1) rpn_box_predictor_features: A 4-D float32 tensor with shape
[batch_size, height, width, depth] to be used for predicting proposal
boxes and corresponding objectness scores.
#sliding window得到的intermediate layer,directly fed to a box predictor。代码中也称作RPN feature map。
2) rpn_features_to_crop: A 4-D float32 tensor with shape
[batch_size, height, width, depth] representing image features to crop
using the proposal boxes predicted by the RPN.
#其实就是前面特征提取器得到的feature map。就是截断处block3的activations,然后过一个卷积得到rpn_box_predictor_features。

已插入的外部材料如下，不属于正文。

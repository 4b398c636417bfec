// Allow unwrap/expect in tests - tests should panic on unexpected errors
#![cfg_attr(
    test,
    allow(
        clippy::unwrap_used,
        clippy::expect_used,
        clippy::float_cmp,
        clippy::too_many_lines,
        clippy::needless_pass_by_value,
        clippy::items_after_statements
    )
)]

//! Seller Center SDK
//!
//! Client for the seller center order-management API: fetch orders and
//! order items, move order items through the fulfilment statuses, and list
//! the reasons a status change may be rejected.
//!
//! # Architecture (Hexagonal)
//!
//! ## Layers (inside → outside)
//!
//! - **Domain**: Order records and their enumerations
//!   - `Order`, `OrderItem`, `OrderItemStatusUpdate`, `FailureReason`
//!   - `OrderStatus`, `DeliveryType`, `OrderId`, `OrderItemId`
//!
//! - **Application**: Parameter building, response mapping, the client
//!   - `ports`: `TransportPort`, `RequestIdPort`, `CallLogPort`
//!   - `params`: `ParameterSet` and its builder operations
//!   - `mapper`: XML body to records, selected by `ResponseShape`
//!   - `order_client`: `OrderClient`, one method per remote action
//!
//! - **Infrastructure**: Adapters
//!   - `sellercenter`: Signed HTTP transport (`HttpTransport`)
//!   - `telemetry`: `tracing-subscriber` setup
//!
//! # Example
//!
//! ```no_run
//! use std::sync::Arc;
//!
//! use seller_center_sdk::{HttpTransport, ListOptions, OrderClient, SellerCenterConfig};
//!
//! # async fn run() -> Result<(), Box<dyn std::error::Error>> {
//! let config = SellerCenterConfig::from_env()?;
//! let client = OrderClient::new(Arc::new(HttpTransport::new(&config)?));
//! let pending = client
//!     .get_orders_with_status("pending", &ListOptions::default())
//!     .await?;
//! println!("{} pending orders", pending.len());
//! # Ok(())
//! # }
//! ```

#![forbid(unsafe_code)]
#![warn(missing_docs)]
#![warn(clippy::pedantic)]

// =============================================================================
// Hexagonal Layers
// =============================================================================

/// Domain layer - Order records with no I/O.
pub mod domain;

/// Application layer - Client operations and port definitions.
pub mod application;

/// Infrastructure layer - Adapters and external integrations.
pub mod infrastructure;

// =============================================================================
// Re-exports
// =============================================================================

// Domain re-exports
pub use domain::{
    Address, DeliveryType, FailureReason, InvalidValue, Order, OrderId, OrderItem, OrderItemId,
    OrderItemStatusUpdate, OrderStatus,
};

// Application re-exports
pub use application::ports::{
    CallLogPort, CallRecord, HttpMethod, InMemoryCallLog, RequestId, RequestIdPort,
    ResponseBody, SequentialRequestIds, TracingCallLog, TransportError, TransportPort,
    UuidRequestIds,
};
pub use application::{
    Action, ListOptions, MappedResponse, OrderClient, OrderFilters, ParameterSet,
    ResponseShape, SellerCenterError, SortDirection, SortField,
};

// Infrastructure re-exports
pub use infrastructure::sellercenter::{
    ConfigError, HttpTransport, RetryConfig, SellerCenterConfig,
};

3) image_shape: a 1-D tensor of shape [4] representing the input
image shape.
6) anchors: A 2-D tensor of shape [num_anchors, 4] representing anchors
for the first stage RPN (in absolute coordinates). Note that
`num_anchors` can differ depending on whether the model is created in
training or inference mode.
#上述四个来自self._extract_rpn_feature_maps(preprocessed_inputs),调用的是FasterRCNNResnetV1FeatureExtractor._extract_proposal_features。

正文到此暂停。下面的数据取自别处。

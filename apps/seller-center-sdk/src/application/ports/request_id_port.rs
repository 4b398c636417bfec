//! Request Id Port (Driven Port)
//!
//! Every call gets a token used to correlate transport and log records.

use std::fmt;
use std::sync::atomic::{AtomicU64, Ordering};

/// Correlation token for one call.
#[derive(Debug, Clone, PartialEq, Eq, Hash)]
pub struct RequestId(String);

impl RequestId {
    /// Create a request id from a string.
    #[must_use]
    pub fn new(value: impl Into<String>) -> Self {
        Self(value.into())
    }

    /// Get the inner string value.
    #[must_use]
    pub fn as_str(&self) -> &str {
        &self.0
    }
}

impl fmt::Display for RequestId {
    fn fmt(&self, f: &mut fmt::Formatter<'_>) -> fmt::Result {
        write!(f, "{}", self.0)
    }
}

/// Port for generating request ids.
pub trait RequestIdPort: Send + Sync {
    /// Produce an id not handed out before.
    fn next_id(&self) -> RequestId;
}

/// Random ids (UUID v4).
#[derive(Debug, Clone, Copy, Default)]
pub struct UuidRequestIds;

impl RequestIdPort for UuidRequestIds {
    fn next_id(&self) -> RequestId {
        RequestId(uuid::Uuid::new_v4().to_string())
    }
}

/// Monotonic ids with a fixed prefix, e.g. `req-1`, `req-2`.
#[derive(Debug)]
pub struct SequentialRequestIds {
    prefix: String,
    next: AtomicU64,
}

impl SequentialRequestIds {
    /// Start a sequence at 1.
    #[must_use]
    pub fn new(prefix: impl Into<String>) -> Self {
        Self {
            prefix: prefix.into(),
            next: AtomicU64::new(1),
        }
    }
}

impl RequestIdPort for SequentialRequestIds {
    fn next_id(&self) -> RequestId {
        let n = self.next.fetch_add(1, Ordering::Relaxed);
        RequestId(format!("{}-{n}", self.prefix))
    }
}

#[cfg(test)]
mod tests {
    use super::*;

    #[test]
    fn uuid_ids_are_unique() {
        let ids = UuidRequestIds;
        assert_ne!(ids.next_id(), ids.next_id());
    }

    #[test]
    fn sequential_ids_increase() {
        let ids = SequentialRequestIds::new("req");
        assert_eq!(ids.next_id().as_str(), "req-1");
        assert_eq!(ids.next_id().as_str(), "req-2");
        assert_eq!(ids.next_id().to_string(), "req-3");
    }
}
//! Seller Center HTTP Adapter
//!
//! Implementation of `TransportPort` for the seller center REST API with:
//! - HMAC-SHA256 request signing
//! - `ErrorResponse` detection
//! - Retry with exponential backoff for read-only actions

mod config;
mod http_client;
pub mod signing;

pub use config::{
    ConfigError, Credentials, DEFAULT_API_VERSION, DEFAULT_TIMEOUT, RetryConfig,
    SellerCenterConfig,
};
pub use http_client::HttpTransport;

4) rpn_box_encodings: 3-D float tensor of shape
[batch_size, num_anchors, self._box_coder.code_size] containing
predicted boxes.
5) rpn_objectness_predictions_with_background: 3-D float tensor of shape
[batch_size, num_anchors, 2] containing class
predictions (logits) for each of the anchors. Note that this
tensor *includes* background class predictions (at class index 0).
#上述两个来自self._predict_rpn_proposals(rpn_box_predictor_features),具体实现在box_predictor中,如class ConvolutionalBoxPredictor(BoxPredictor),没什么特殊的,本质就是拿卷积拟合位置和类别。看起来结合之前看过的,rpn阶段的内容已经比较熟悉了(当然,一些外部参数如何引入到模型的部分还没看,应该在train脚本里)。注意:num_anchors_per_location=self._first_stage_anchor_generator.num_anchors_per_location()),是一个列表: [len(self._scales) * len(self._aspect_ratios)],通常就是3*3=9,表示rpn_features_to_crop中的每个位置取9个anchor,列表元素个数是1表示只在一张特征图上取anchor(可参考ssd paper还是yolo2 paper在多张特征图上取anchor的情况,后面我们也会读ssd的代码)。

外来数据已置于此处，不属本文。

//! Parameter builder.
//!
//! Turns typed call arguments into call parameters. Each operation takes a
//! parameter set by reference and returns a new one, so a set shared between
//! calls is never modified.
//!
//! Normalization rules shared by every list operation:
//!
//! - `Limit` below 1 becomes [`DEFAULT_LIMIT`], `Offset` below 0 becomes 0
//! - an unknown sort field becomes `created_at`, an unknown direction `ASC`
//! - a single status filter is validated strictly, while the composite
//!   filter path drops an unknown status without failing

use chrono::NaiveDateTime;
use std::fmt;

use super::{ParamValue, ParameterSet};
use crate::application::error::SellerCenterError;
use crate::domain::OrderStatus;

/// Page size used when the caller asks for fewer than one record.
pub const DEFAULT_LIMIT: i64 = 1000;

/// Offset used when the caller passes a negative one.
pub const DEFAULT_OFFSET: i64 = 0;

/// Wire format for date bounds: no offset, no fractional seconds.
pub const TIMESTAMP_FORMAT: &str = "%Y-%m-%dT%H:%M:%S";

/// Format a date bound for the wire.
///
/// The value is written as given; callers that need UTC pass a UTC wall time
/// (`Utc::now().naive_utc()`).
#[must_use]
pub fn format_timestamp(at: &NaiveDateTime) -> String {
    at.format(TIMESTAMP_FORMAT).to_string()
}

/// Fields orders can be sorted by.
#[derive(Debug, Clone, Copy, PartialEq, Eq, Hash, Default)]
pub enum SortField {
    /// Creation time.
    #[default]
    CreatedAt,
    /// Last update time.
    UpdatedAt,
}

impl SortField {
    /// Wire representation.
    #[must_use]
    pub const fn as_str(&self) -> &'static str {
        match self {
            Self::CreatedAt => "created_at",
            Self::UpdatedAt => "updated_at",
        }
    }

    /// Parse a wire value, falling back to `created_at` for anything unknown.
    #[must_use]
    pub fn parse_or_default(s: &str) -> Self {
        match s {
            "updated_at" => Self::UpdatedAt,
            _ => Self::CreatedAt,
        }
    }
}

impl fmt::Display for SortField {
    fn fmt(&self, f: &mut fmt::Formatter<'_>) -> fmt::Result {
        f.write_str(self.as_str())
    }
}

/// Sort direction.
#[derive(Debug, Clone, Copy, PartialEq, Eq, Hash, Default)]
pub enum SortDirection {
    /// Oldest first.
    #[default]
    Ascending,
    /// Newest first.
    Descending,
}

impl SortDirection {
    /// Wire representation.
    #[must_use]
    pub const fn as_str(&self) -> &'static str {
        match self {
            Self::Ascending => "ASC",
            Self::Descending => "DESC",
        }
    }

    /// Parse a wire value, falling back to `ASC` for anything unknown.
    #[must_use]
    pub fn parse_or_default(s: &str) -> Self {
        match s {
            "DESC" => Self::Descending,
            _ => Self::Ascending,
        }
    }
}

impl fmt::Display for SortDirection {
    fn fmt(&self, f: &mut fmt::Formatter<'_>) -> fmt::Result {
        f.write_str(self.as_str())
    }
}

/// Which timestamp a date range applies to.
#[derive(Debug, Clone, Copy, PartialEq, Eq, Hash)]
pub enum DateFacet {
    /// `CreatedAfter` / `CreatedBefore`.
    Created,
    /// `UpdatedAfter` / `UpdatedBefore`.
    Updated,
}

impl DateFacet {
    const fn after_key(self) -> &'static str {
        match self {
            Self::Created => "CreatedAfter",
            Self::Updated => "UpdatedAfter",
        }
    }

    const fn before_key(self) -> &'static str {
        match self {
            Self::Created => "CreatedBefore",
            Self::Updated => "UpdatedBefore",
        }
    }
}

/// Pagination and sorting for list calls, as supplied by the caller.
///
/// Values are kept raw and normalized when the parameters are built.
#[derive(Debug, Clone, PartialEq, Eq)]
pub struct ListOptions {
    /// Page size.
    pub limit: i64,
    /// Records to skip.
    pub offset: i64,
    /// Sort field name.
    pub sort_by: String,
    /// Sort direction name.
    pub sort_direction: String,
}

impl Default for ListOptions {
    fn default() -> Self {
        Self {
            limit: DEFAULT_LIMIT,
            offset: DEFAULT_OFFSET,
            sort_by: SortField::default().as_str().to_string(),
            sort_direction: SortDirection::default().as_str().to_string(),
        }
    }
}

impl ListOptions {
    /// Defaults: 1000 records from offset 0, oldest first by creation time.
    #[must_use]
    pub fn new() -> Self {
        Self::default()
    }

    /// Set the page size.
    #[must_use]
    pub const fn limit(mut self, limit: i64) -> Self {
        self.limit = limit;
        self
    }

    /// Set the offset.
    #[must_use]
    pub const fn offset(mut self, offset: i64) -> Self {
        self.offset = offset;
        self
    }

    /// Sort by a known field and direction.
    #[must_use]
    pub fn sorted(mut self, field: SortField, direction: SortDirection) -> Self {
        self.sort_by = field.as_str().to_string();
        self.sort_direction = direction.as_str().to_string();
        self
    }

    /// Sort by raw names; unknown names fall back to the defaults.
    #[must_use]
    pub fn sorted_raw(mut self, sort_by: impl Into<String>, direction: impl Into<String>) -> Self {
        self.sort_by = sort_by.into();
        self.sort_direction = direction.into();
        self
    }
}

/// Composite order filters for `GetOrders`.
#[derive(Debug, Clone, Default, PartialEq, Eq)]
pub struct OrderFilters {
    /// Lower bound on creation time.
    pub created_after: Option<NaiveDateTime>,
    /// Upper bound on creation time.
    pub created_before: Option<NaiveDateTime>,
    /// Lower bound on update time.
    pub updated_after: Option<NaiveDateTime>,
    /// Upper bound on update time.
    pub updated_before: Option<NaiveDateTime>,
    /// Status name. An unknown name is dropped, not rejected.
    pub status: Option<String>,
}

impl OrderFilters {
    /// No filters.
    #[must_use]
    pub fn new() -> Self {
        Self::default()
    }

    /// Orders created in `[after, before]`.
    #[must_use]
    pub const fn created_between(mut self, after: NaiveDateTime, before: NaiveDateTime) -> Self {
        self.created_after = Some(after);
        self.created_before = Some(before);
        self
    }

    /// Orders updated in `[after, before]`.
    #[must_use]
    pub const fn updated_between(mut self, after: NaiveDateTime, before: NaiveDateTime) -> Self {
        self.updated_after = Some(after);
        self.updated_before = Some(before);
        self
    }

    /// Filter on a status name.
    #[must_use]
    pub fn status(mut self, status: impl Into<String>) -> Self {
        self.status = Some(status.into());
        self
    }
}

impl ParameterSet {
    /// Add `Limit` and `Offset`, normalizing out-of-range values.
    #[must_use]
    pub fn with_pagination(&self, limit: i64, offset: i64) -> Self {
        let limit = if limit < 1 { DEFAULT_LIMIT } else { limit };
        let offset = if offset < 0 { DEFAULT_OFFSET } else { offset };
        self.with("Limit", limit).with("Offset", offset)
    }

    /// Add `SortBy` and `SortDirection`, replacing unknown names with defaults.
    #[must_use]
    pub fn with_sort(&self, sort_by: &str, sort_direction: &str) -> Self {
        self.with("SortBy", SortField::parse_or_default(sort_by).as_str())
            .with(
                "SortDirection",
                SortDirection::parse_or_default(sort_direction).as_str(),
            )
    }

    /// Add pagination and sorting from `options`.
    #[must_use]
    pub fn with_list_options(&self, options: &ListOptions) -> Self {
        self.with_pagination(options.limit, options.offset)
            .with_sort(&options.sort_by, &options.sort_direction)
    }

    /// Add the bounds of a date range that were provided.
    #[must_use]
    pub fn with_date_range(
        &self,
        facet: DateFacet,
        after: Option<NaiveDateTime>,
        before: Option<NaiveDateTime>,
    ) -> Self {
        let mut next = self.clone();
        if let Some(after) = after {
            next.insert(facet.after_key(), format_timestamp(&after));
        }
        if let Some(before) = before {
            next.insert(facet.before_key(), format_timestamp(&before));
        }
        next
    }

    /// Add `Status`, rejecting values outside the order status enumeration.
    pub fn with_status(&self, status: &str) -> Result<Self, SellerCenterError> {
        let status: OrderStatus = status.parse()?;
        Ok(self.with("Status", status.as_str()))
    }

    /// Add every filter that is set.
    ///
    /// Unlike [`ParameterSet::with_status`], an unknown status is silently
    /// left out here.
    #[must_use]
    pub fn with_filters(&self, filters: &OrderFilters) -> Self {
        let next = self
            .with_date_range(
                DateFacet::Created,
                filters.created_after,
                filters.created_before,
            )
            .with_date_range(
                DateFacet::Updated,
                filters.updated_after,
                filters.updated_before,
            );

        match filters.status.as_deref().map(str::parse::<OrderStatus>) {
            Some(Ok(status)) => next.with("Status", status.as_str()),
            Some(Err(err)) => {
                tracing::debug!(value = %err.value, "Ignoring unknown status filter");
                next
            }
            None => next,
        }
    }

    /// Add `ids` under `key` as a compact JSON array.
    pub fn with_item_id_list<I>(&self, key: &'static str, ids: I) -> Result<Self, SellerCenterError>
    where
        I: IntoIterator,
        I::Item: Into<u64>,
    {
        let ids: Vec<u64> = ids.into_iter().map(Into::into).collect();
        if ids.is_empty() {
            return Err(SellerCenterError::EmptyArgument { argument: key });
        }
        let json = serde_json::Value::from(ids).to_string();
        Ok(self.with(key, ParamValue::Json(json)))
    }
}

(and if first_stage_only=False):
7) refined_box_encodings: a 3-D tensor with shape
[total_num_proposals, num_classes, 4] representing predicted
(final) refined box encodings, where
total_num_proposals=batch_size*self._max_num_proposals
8) class_predictions_with_background: a 3-D tensor with shape
[total_num_proposals, num_classes + 1] containing class
predictions (logits) for each of the anchors, where
total_num_proposals=batch_size*self._max_num_proposals.
Note that this tensor *includes* background class predictions
(at class index 0).
9) num_proposals: An int32 tensor of shape [batch_size] representing the
number of proposals generated by the RPN. `num_proposals` allows us
to keep track of which entries are to be treated as zero paddings and
which are not since we always pad the number of proposals to be
`self.max_num_proposals` for each image.
10) proposal_boxes: A float32 tensor of shape
[batch_size, self.max_num_proposals, 4] representing
decoded proposal bounding boxes in absolute coordinates.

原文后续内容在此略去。